→ Assigned task
List all lines of the data containing the word "underlying".

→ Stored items
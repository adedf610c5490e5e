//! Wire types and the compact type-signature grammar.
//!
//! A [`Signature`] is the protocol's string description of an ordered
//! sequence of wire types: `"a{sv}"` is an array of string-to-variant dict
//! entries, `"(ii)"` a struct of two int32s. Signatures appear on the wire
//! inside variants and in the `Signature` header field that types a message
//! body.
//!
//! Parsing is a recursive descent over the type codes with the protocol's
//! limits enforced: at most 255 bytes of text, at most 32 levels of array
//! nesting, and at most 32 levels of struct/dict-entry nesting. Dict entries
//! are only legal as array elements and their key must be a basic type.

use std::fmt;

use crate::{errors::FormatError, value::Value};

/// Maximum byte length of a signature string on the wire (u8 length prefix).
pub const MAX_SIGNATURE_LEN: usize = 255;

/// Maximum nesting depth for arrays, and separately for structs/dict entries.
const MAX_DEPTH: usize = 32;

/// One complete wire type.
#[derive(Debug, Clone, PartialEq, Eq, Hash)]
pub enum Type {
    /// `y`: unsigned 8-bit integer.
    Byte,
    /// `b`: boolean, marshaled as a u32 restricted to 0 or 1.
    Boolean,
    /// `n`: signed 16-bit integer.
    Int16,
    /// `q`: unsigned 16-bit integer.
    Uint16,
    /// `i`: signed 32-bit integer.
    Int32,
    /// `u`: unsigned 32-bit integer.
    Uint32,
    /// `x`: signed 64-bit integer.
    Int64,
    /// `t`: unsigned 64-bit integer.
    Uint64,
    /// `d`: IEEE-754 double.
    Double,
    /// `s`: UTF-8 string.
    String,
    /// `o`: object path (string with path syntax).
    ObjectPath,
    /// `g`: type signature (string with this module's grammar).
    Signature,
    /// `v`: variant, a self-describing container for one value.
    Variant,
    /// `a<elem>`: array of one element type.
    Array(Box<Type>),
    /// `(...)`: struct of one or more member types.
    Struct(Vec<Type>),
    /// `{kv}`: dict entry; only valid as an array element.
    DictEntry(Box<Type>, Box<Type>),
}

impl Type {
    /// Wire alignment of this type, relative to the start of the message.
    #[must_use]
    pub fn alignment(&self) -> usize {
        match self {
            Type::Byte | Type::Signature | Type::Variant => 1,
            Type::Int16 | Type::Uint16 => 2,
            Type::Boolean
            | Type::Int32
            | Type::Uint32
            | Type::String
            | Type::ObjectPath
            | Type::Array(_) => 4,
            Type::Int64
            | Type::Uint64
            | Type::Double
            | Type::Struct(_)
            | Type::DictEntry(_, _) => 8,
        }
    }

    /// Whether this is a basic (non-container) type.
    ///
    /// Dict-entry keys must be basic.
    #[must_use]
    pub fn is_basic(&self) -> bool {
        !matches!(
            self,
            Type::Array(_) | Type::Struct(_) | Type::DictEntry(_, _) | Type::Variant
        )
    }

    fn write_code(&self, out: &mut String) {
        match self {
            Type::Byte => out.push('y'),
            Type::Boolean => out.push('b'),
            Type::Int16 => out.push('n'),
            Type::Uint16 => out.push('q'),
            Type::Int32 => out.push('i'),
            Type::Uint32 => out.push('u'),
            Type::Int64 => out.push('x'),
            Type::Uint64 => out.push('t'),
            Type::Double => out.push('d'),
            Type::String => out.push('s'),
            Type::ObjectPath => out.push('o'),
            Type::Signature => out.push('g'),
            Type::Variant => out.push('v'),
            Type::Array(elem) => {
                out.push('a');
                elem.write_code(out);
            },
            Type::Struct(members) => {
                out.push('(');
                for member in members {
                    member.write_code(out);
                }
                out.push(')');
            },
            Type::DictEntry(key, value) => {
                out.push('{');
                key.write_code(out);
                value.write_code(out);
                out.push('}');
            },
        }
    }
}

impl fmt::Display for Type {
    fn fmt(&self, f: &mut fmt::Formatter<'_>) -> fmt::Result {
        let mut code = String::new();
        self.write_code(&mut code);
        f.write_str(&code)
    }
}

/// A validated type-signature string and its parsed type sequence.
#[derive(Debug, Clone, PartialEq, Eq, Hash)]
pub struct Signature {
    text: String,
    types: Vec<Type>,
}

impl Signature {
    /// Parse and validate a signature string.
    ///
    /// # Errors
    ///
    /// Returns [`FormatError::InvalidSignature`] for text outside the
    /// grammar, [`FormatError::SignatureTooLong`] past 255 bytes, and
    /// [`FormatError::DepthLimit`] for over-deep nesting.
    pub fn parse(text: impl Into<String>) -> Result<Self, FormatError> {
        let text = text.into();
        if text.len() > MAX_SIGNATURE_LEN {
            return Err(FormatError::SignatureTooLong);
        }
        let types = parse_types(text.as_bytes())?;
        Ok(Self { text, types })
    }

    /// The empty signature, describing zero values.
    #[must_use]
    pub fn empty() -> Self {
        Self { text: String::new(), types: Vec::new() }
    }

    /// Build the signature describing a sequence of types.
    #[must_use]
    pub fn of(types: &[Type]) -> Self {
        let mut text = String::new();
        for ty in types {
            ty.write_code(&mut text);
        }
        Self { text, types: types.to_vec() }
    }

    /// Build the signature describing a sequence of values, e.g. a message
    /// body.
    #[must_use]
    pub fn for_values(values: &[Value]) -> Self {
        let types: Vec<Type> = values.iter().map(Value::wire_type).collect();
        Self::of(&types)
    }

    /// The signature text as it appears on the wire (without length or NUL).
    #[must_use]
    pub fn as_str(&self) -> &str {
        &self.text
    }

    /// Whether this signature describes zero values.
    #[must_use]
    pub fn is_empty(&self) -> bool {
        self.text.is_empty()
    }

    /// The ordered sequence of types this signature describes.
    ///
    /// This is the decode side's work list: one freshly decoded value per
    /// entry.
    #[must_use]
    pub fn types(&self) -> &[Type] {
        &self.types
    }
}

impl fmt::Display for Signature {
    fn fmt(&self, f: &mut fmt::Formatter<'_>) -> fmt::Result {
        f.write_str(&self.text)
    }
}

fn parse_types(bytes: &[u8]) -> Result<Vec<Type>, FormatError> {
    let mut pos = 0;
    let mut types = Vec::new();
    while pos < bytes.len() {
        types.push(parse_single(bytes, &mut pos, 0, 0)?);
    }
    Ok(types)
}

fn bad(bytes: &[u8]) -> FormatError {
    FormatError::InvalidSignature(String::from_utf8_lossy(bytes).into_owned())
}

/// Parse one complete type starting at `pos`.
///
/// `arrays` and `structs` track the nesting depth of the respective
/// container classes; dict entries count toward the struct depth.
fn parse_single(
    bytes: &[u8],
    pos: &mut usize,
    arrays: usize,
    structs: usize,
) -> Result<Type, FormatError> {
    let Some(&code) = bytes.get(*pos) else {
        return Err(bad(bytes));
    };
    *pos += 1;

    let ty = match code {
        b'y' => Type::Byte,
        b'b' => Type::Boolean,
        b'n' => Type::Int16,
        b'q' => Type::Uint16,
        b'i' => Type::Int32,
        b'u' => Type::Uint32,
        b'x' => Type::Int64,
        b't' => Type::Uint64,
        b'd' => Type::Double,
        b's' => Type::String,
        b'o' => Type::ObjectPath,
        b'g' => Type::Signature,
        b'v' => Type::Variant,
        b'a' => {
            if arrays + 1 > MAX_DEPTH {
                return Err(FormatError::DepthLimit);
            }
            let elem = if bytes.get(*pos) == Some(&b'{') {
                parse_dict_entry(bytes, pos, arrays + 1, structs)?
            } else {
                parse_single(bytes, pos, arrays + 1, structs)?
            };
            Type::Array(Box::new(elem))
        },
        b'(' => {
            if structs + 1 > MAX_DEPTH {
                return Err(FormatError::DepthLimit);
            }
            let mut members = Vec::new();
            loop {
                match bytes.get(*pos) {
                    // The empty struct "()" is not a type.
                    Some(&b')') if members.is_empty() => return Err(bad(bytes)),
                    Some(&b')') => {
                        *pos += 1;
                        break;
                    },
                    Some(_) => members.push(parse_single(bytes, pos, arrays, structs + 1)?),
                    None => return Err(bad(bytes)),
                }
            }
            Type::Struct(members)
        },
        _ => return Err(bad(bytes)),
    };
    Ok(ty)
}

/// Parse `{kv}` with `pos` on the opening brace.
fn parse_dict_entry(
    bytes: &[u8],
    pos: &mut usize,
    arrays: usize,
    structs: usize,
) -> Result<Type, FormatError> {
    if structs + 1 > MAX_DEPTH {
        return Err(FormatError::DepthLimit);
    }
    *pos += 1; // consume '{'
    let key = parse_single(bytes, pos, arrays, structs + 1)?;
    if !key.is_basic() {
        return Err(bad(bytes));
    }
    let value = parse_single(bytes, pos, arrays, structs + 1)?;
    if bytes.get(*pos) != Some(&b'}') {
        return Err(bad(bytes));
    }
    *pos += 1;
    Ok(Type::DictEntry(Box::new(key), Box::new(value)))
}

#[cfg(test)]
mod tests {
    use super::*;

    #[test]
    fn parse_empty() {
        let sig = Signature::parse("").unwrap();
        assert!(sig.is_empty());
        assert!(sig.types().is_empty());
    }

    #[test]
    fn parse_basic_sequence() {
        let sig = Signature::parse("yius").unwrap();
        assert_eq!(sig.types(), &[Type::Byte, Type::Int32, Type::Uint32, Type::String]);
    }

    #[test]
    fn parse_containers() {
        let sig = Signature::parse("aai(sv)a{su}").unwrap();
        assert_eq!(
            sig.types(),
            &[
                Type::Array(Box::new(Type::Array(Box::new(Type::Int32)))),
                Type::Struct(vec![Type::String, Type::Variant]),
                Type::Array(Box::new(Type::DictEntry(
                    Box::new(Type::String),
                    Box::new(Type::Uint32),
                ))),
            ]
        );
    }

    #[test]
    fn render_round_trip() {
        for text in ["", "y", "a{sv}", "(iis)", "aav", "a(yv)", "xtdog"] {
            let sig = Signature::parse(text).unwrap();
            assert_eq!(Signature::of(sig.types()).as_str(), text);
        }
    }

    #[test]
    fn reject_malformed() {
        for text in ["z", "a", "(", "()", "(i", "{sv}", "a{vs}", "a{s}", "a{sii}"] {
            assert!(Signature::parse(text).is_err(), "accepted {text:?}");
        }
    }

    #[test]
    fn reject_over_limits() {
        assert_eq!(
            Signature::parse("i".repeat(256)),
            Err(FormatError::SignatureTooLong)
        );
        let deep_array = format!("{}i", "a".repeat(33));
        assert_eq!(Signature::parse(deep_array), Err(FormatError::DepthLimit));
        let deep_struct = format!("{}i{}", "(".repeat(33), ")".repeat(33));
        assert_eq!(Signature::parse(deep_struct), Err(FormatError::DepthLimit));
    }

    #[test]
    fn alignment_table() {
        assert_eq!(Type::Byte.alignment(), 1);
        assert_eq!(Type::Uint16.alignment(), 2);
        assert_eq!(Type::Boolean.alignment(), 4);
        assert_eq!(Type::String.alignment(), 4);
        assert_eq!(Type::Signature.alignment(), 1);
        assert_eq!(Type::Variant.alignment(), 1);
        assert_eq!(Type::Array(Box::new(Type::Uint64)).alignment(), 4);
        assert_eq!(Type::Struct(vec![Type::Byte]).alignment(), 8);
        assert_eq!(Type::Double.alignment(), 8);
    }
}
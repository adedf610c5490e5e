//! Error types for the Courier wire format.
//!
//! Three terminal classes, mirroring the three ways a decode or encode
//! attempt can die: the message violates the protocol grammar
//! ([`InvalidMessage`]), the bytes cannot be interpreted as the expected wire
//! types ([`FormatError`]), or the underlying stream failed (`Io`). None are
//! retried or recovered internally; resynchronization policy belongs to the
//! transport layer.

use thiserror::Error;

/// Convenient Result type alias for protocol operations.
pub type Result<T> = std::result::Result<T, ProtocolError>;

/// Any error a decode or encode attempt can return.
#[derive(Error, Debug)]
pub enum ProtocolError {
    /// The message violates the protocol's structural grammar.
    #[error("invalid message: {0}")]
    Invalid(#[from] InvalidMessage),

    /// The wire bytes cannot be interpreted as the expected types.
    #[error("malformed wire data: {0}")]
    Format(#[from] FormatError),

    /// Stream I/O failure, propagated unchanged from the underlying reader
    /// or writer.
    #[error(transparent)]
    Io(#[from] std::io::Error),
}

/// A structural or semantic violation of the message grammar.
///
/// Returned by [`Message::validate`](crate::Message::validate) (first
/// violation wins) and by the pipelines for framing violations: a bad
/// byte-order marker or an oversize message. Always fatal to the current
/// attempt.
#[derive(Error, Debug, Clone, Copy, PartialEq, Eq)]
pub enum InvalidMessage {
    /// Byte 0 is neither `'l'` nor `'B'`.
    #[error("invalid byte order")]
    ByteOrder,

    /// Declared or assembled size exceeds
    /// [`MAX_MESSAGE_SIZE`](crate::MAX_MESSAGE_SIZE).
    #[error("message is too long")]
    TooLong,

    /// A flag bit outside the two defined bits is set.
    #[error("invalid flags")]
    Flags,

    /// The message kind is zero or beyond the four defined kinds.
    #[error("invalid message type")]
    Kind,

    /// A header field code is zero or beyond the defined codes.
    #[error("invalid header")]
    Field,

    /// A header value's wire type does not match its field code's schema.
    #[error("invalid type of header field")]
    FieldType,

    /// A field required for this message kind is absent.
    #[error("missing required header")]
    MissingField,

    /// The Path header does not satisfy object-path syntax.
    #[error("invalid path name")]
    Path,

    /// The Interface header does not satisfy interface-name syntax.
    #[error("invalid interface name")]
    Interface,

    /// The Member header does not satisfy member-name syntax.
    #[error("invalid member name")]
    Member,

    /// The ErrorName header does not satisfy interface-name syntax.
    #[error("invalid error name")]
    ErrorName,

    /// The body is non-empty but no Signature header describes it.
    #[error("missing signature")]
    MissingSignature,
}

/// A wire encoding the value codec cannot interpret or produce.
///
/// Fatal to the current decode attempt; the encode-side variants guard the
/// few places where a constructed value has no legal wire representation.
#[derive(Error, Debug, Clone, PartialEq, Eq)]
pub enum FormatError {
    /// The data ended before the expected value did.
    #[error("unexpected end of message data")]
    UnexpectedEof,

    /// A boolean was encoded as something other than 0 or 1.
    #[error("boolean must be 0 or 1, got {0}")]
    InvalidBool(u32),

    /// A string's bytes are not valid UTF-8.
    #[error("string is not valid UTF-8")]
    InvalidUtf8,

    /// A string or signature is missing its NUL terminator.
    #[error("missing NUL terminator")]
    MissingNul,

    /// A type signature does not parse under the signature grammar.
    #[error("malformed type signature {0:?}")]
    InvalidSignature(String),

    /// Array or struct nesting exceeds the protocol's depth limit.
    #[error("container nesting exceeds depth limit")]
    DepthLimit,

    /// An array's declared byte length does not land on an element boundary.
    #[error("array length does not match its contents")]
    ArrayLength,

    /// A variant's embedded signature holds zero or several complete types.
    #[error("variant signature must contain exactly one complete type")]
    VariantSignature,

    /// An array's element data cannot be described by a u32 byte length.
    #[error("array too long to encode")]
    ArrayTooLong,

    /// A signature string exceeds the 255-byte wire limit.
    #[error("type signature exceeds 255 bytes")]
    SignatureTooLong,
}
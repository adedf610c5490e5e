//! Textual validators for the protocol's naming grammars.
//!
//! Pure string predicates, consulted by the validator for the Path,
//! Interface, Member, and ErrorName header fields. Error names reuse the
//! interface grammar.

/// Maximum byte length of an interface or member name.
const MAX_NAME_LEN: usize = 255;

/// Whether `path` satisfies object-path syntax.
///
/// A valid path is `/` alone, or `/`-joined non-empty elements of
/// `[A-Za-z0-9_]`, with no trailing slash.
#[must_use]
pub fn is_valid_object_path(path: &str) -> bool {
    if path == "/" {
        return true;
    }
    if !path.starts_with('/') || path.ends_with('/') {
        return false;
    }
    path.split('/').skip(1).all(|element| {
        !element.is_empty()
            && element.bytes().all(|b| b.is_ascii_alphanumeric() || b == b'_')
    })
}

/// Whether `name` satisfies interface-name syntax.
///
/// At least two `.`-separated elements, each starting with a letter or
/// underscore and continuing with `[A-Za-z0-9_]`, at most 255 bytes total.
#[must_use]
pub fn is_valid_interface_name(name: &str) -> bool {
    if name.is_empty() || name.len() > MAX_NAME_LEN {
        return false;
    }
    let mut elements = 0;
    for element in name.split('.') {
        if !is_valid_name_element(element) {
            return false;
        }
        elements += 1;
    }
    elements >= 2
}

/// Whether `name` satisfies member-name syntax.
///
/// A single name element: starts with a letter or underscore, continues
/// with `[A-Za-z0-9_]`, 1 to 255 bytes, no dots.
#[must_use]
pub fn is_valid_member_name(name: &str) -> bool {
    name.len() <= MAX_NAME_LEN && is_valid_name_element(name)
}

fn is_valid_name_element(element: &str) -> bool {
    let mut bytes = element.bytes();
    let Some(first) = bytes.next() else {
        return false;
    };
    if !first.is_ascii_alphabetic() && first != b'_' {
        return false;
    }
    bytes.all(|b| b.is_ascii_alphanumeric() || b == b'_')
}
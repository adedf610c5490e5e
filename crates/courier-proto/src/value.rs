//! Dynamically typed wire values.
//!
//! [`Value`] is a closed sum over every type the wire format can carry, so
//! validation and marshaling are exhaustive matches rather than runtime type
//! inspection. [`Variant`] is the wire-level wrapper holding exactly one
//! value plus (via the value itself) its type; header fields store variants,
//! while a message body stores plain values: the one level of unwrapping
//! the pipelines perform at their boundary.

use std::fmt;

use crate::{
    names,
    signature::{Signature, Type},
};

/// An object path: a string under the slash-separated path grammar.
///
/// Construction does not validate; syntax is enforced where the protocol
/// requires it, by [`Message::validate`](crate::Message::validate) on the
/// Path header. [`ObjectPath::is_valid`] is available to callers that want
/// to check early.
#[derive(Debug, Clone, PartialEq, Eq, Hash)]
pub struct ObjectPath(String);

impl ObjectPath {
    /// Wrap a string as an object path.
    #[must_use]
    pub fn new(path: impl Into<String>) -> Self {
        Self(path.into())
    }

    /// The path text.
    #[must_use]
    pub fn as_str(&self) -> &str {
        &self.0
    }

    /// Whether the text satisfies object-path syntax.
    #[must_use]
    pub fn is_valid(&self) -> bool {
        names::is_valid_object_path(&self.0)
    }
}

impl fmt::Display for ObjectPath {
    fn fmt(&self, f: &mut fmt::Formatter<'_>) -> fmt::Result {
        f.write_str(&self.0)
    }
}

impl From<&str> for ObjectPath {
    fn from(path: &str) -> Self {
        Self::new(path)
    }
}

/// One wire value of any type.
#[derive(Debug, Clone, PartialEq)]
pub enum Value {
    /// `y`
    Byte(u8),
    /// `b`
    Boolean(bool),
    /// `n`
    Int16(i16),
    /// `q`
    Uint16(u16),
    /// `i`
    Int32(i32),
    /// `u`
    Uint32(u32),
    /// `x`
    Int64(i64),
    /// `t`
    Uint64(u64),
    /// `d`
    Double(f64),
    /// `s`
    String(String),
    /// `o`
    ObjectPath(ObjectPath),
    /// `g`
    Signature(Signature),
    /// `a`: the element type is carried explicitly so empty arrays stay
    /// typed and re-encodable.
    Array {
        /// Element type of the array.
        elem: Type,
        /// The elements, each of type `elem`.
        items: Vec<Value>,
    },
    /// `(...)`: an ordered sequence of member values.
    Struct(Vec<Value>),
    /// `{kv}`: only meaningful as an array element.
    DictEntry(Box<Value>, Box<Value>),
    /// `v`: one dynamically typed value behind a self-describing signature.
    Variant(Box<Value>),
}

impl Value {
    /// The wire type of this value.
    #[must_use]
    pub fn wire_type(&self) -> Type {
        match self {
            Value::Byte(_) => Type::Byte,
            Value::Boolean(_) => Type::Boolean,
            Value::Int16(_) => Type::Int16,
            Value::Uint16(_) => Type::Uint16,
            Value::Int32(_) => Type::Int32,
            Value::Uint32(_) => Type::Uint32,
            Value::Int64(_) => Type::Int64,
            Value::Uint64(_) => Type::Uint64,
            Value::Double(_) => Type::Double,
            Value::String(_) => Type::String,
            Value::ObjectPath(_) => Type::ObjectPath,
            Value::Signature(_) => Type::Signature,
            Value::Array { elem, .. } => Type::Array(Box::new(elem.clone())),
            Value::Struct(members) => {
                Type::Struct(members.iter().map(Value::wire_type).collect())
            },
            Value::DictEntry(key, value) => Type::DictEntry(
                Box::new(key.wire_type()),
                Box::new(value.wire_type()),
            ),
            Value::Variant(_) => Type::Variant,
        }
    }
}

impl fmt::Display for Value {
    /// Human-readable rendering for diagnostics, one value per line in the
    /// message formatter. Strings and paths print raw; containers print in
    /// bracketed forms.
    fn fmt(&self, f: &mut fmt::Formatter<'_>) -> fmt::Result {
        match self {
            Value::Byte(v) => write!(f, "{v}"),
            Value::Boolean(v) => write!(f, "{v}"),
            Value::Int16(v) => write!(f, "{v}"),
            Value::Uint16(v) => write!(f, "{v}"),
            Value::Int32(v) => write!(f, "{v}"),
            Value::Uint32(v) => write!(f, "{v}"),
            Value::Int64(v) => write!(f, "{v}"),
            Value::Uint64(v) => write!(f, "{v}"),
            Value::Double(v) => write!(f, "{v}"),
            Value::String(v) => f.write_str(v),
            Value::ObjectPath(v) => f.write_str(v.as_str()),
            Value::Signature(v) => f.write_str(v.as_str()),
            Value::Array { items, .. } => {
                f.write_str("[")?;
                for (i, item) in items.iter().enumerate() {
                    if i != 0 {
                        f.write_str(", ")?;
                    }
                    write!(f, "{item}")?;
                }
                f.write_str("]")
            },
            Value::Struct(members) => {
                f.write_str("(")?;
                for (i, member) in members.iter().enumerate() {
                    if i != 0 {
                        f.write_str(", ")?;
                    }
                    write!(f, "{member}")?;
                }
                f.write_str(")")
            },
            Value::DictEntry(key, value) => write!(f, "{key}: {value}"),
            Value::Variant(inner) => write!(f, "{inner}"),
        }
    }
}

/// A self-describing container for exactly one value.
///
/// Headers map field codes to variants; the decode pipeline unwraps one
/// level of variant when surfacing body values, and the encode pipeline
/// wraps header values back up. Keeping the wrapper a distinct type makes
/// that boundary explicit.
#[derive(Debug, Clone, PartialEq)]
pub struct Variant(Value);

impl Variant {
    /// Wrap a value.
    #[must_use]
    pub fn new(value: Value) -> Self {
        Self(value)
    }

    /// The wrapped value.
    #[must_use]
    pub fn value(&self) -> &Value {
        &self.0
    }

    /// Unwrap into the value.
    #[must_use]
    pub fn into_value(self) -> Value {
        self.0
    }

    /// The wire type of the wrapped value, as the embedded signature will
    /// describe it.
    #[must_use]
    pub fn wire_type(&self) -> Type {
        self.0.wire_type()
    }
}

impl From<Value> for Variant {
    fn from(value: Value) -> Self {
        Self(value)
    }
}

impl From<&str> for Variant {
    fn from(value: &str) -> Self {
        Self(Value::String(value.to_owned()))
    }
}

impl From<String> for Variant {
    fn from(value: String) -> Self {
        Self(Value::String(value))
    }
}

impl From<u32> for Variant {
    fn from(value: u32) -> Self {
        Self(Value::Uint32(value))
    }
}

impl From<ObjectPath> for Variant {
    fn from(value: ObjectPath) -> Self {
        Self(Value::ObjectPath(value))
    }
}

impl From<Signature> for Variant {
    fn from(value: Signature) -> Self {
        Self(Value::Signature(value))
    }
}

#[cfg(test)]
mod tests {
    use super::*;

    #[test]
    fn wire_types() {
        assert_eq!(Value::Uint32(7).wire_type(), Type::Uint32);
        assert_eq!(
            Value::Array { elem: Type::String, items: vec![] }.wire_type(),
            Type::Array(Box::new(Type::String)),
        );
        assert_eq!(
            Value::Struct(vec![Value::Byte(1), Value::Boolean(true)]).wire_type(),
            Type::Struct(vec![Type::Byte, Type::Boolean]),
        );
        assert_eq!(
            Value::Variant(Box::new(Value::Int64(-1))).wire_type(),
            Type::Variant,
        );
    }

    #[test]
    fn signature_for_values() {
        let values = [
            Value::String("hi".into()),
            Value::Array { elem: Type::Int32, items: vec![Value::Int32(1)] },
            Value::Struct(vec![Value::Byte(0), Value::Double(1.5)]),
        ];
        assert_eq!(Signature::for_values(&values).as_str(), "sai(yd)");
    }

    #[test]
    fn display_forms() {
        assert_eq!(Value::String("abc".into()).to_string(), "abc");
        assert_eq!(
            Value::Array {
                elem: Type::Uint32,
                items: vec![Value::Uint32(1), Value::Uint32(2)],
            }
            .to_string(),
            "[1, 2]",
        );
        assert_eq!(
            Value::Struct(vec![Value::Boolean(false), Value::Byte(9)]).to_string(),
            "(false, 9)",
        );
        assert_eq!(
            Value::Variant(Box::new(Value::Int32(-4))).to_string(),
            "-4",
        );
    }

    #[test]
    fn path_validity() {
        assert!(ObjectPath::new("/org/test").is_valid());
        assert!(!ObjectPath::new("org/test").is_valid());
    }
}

→ Response
//! types ([`FormatError`]), or the underlying stream failed (`Io`). None are
    /// Stream I/O failure, propagated unchanged from the underlying reader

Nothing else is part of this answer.